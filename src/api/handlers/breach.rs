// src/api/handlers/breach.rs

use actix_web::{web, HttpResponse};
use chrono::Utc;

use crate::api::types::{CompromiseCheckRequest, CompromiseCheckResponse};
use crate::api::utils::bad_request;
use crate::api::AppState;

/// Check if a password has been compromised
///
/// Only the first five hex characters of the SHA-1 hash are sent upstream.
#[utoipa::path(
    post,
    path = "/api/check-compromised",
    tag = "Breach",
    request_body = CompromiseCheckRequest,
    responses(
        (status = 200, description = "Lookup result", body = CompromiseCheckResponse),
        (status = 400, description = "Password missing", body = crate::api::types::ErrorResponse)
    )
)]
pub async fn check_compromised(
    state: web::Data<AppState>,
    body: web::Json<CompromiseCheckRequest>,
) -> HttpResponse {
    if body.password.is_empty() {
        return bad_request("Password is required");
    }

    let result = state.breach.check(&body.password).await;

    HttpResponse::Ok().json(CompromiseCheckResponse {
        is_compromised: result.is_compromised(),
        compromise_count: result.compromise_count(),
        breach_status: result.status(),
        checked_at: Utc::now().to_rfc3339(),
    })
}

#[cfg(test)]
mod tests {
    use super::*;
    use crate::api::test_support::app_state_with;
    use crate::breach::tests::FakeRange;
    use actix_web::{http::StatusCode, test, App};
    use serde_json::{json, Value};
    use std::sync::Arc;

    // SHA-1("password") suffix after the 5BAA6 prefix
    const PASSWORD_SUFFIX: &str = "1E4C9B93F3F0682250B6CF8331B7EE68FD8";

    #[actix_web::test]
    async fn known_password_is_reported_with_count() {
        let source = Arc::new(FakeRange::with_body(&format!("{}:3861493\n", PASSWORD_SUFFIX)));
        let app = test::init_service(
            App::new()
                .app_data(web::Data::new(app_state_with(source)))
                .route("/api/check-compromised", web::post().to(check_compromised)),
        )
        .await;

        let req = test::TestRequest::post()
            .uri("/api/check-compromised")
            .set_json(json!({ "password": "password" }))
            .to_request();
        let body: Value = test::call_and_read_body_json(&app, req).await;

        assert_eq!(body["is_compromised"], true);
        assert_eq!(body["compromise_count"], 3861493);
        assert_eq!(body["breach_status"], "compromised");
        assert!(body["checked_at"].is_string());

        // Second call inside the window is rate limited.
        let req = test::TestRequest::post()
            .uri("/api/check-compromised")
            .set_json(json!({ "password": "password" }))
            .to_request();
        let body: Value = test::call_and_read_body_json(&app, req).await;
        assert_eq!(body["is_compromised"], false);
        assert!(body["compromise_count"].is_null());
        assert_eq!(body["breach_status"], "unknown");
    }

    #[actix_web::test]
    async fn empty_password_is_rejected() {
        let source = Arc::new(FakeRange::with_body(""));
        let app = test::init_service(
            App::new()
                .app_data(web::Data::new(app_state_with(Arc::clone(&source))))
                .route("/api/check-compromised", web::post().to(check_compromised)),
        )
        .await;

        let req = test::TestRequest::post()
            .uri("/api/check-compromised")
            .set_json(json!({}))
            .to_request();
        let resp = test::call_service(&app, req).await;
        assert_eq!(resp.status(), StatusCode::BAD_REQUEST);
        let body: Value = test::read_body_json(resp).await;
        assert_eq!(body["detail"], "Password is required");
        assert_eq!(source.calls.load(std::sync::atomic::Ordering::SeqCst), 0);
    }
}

* * *

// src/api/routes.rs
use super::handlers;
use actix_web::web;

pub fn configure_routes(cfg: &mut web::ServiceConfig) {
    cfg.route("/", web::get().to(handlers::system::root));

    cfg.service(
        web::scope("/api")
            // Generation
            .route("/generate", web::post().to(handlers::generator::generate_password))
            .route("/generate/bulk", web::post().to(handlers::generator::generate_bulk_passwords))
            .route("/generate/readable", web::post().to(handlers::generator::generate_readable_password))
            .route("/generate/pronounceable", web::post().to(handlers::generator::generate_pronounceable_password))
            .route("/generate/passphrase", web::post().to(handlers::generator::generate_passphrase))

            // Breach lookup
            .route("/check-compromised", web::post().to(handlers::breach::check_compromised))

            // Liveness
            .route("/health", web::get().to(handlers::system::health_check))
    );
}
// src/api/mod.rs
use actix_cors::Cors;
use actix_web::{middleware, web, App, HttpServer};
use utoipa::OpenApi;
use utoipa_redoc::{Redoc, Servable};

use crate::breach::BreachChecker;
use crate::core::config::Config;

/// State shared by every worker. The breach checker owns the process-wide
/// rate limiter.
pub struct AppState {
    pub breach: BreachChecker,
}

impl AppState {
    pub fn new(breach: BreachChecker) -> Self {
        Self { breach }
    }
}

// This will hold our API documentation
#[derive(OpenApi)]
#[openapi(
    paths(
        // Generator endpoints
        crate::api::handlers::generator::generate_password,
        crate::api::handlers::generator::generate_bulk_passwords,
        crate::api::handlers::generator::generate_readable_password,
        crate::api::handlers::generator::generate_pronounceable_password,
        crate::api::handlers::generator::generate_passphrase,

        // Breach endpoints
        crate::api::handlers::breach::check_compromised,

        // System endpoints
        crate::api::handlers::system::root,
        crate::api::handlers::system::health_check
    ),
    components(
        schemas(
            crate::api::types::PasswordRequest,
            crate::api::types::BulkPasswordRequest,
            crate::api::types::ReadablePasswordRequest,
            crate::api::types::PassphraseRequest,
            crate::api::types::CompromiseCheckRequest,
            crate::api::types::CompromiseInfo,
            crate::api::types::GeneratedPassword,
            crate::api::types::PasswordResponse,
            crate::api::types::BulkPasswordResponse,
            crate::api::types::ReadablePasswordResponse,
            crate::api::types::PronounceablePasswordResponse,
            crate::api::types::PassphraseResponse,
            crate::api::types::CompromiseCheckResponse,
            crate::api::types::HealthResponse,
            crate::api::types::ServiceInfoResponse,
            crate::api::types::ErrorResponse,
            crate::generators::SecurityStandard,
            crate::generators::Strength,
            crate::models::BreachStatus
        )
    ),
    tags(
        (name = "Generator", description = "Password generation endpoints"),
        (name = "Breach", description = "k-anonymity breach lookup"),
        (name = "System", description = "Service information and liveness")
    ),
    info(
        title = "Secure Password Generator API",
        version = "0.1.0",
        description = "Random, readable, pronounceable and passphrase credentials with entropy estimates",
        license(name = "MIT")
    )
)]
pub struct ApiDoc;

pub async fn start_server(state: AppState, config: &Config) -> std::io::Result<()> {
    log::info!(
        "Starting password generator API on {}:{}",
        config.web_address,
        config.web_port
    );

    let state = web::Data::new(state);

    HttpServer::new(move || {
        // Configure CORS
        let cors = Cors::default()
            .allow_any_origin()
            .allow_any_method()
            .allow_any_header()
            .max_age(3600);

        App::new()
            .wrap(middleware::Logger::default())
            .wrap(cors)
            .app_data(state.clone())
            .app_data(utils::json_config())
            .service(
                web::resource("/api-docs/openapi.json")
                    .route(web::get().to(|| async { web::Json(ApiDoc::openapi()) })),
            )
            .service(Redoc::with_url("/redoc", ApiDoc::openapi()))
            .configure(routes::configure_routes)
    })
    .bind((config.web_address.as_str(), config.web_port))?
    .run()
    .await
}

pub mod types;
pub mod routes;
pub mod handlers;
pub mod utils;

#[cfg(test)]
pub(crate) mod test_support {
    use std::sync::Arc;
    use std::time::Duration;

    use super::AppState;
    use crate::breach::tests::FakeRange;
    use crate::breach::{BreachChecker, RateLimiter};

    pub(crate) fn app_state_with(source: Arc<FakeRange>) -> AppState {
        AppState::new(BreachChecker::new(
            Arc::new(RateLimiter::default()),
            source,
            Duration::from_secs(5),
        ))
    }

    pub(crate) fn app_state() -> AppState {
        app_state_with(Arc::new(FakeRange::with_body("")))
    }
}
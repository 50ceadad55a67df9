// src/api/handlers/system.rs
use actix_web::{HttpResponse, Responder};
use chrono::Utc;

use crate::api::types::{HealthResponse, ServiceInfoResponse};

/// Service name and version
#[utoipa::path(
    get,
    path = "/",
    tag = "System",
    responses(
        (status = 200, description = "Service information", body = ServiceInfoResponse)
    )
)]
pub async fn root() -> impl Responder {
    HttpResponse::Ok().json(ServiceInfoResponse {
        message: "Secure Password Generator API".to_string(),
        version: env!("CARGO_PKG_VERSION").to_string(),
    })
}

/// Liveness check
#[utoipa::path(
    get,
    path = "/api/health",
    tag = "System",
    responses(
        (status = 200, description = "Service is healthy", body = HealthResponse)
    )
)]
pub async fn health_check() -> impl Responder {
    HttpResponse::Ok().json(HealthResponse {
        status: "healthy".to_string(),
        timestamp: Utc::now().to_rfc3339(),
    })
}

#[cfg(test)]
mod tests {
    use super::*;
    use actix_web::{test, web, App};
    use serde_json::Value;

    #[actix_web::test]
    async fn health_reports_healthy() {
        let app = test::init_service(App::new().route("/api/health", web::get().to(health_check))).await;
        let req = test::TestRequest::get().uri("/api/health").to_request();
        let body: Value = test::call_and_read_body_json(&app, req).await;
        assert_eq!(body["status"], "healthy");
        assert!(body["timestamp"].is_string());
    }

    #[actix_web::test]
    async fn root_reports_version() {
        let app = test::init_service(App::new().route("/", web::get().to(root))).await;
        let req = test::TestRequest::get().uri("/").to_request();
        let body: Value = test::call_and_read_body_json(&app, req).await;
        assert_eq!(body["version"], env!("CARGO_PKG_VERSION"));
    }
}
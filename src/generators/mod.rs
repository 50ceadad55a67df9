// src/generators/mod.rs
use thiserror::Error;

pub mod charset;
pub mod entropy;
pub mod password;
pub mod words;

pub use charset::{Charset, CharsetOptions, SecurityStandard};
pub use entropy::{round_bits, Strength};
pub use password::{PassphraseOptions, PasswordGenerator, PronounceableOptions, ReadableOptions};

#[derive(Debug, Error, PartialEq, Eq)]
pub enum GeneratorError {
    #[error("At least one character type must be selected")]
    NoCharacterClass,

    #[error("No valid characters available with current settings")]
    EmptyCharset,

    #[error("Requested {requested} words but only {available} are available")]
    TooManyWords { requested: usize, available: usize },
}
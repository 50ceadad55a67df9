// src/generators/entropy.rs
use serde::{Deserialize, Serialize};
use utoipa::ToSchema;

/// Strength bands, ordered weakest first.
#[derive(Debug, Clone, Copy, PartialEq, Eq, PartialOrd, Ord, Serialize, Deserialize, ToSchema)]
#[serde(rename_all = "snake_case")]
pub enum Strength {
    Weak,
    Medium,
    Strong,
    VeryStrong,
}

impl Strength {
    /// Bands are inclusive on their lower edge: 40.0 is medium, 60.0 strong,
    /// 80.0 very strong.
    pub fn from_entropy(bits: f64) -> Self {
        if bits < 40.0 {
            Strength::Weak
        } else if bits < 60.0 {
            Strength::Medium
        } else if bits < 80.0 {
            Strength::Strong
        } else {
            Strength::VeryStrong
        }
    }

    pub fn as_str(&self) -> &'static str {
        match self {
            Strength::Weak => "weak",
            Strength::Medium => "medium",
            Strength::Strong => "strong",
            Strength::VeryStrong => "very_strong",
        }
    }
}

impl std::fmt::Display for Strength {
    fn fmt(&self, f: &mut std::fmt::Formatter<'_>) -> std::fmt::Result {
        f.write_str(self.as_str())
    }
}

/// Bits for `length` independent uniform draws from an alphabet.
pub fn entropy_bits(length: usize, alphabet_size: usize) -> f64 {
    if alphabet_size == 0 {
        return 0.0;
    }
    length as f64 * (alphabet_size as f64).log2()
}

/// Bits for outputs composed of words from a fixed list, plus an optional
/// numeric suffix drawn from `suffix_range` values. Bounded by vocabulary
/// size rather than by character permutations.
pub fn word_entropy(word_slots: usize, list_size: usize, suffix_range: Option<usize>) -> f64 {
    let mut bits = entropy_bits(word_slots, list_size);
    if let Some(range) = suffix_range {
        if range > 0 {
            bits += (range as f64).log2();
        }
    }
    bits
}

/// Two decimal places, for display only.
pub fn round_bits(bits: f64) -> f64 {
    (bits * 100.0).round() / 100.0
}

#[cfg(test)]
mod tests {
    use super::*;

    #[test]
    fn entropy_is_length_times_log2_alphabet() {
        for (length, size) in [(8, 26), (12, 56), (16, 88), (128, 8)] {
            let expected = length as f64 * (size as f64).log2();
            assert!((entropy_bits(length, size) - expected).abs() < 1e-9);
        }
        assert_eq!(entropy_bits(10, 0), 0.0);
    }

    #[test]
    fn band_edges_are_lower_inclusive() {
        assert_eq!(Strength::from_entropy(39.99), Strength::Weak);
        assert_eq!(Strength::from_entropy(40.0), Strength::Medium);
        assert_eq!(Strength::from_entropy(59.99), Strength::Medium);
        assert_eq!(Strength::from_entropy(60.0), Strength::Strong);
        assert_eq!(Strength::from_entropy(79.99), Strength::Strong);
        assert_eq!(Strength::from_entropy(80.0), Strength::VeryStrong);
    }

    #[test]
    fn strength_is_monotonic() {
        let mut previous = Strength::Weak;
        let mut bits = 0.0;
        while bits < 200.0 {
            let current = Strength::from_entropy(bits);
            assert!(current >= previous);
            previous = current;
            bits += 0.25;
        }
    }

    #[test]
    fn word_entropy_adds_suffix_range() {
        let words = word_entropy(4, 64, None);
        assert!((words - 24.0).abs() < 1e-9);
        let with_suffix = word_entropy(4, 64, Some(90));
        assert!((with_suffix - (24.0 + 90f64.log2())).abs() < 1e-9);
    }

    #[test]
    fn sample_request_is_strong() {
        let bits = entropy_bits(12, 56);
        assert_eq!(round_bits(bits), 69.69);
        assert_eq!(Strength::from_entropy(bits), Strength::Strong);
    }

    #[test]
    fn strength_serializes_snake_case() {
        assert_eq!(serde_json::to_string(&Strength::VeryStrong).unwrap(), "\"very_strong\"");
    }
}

## Task to complete
Keeping every character as it is, restate the lines above that run from the line with "bits < 80.0" through the line with "pub fn round_bits(bits: f64)", both included, and nothing else.

## Answer section
        } else if bits < 80.0 {
            Strength::Strong
        } else {
            Strength::VeryStrong
        }
    }

    pub fn as_str(&self) -> &'static str {
        match self {
            Strength::Weak => "weak",
            Strength::Medium => "medium",
            Strength::Strong => "strong",
            Strength::VeryStrong => "very_strong",
        }
    }
}

impl std::fmt::Display for Strength {
    fn fmt(&self, f: &mut std::fmt::Formatter<'_>) -> std::fmt::Result {
        f.write_str(self.as_str())
    }
}

/// Bits for `length` independent uniform draws from an alphabet.
pub fn entropy_bits(length: usize, alphabet_size: usize) -> f64 {
    if alphabet_size == 0 {
        return 0.0;
    }
    length as f64 * (alphabet_size as f64).log2()
}

/// Bits for outputs composed of words from a fixed list, plus an optional
/// numeric suffix drawn from `suffix_range` values. Bounded by vocabulary
/// size rather than by character permutations.
pub fn word_entropy(word_slots: usize, list_size: usize, suffix_range: Option<usize>) -> f64 {
    let mut bits = entropy_bits(word_slots, list_size);
    if let Some(range) = suffix_range {
        if range > 0 {
            bits += (range as f64).log2();
        }
    }
    bits
}

/// Two decimal places, for display only.
pub fn round_bits(bits: f64) -> f64 {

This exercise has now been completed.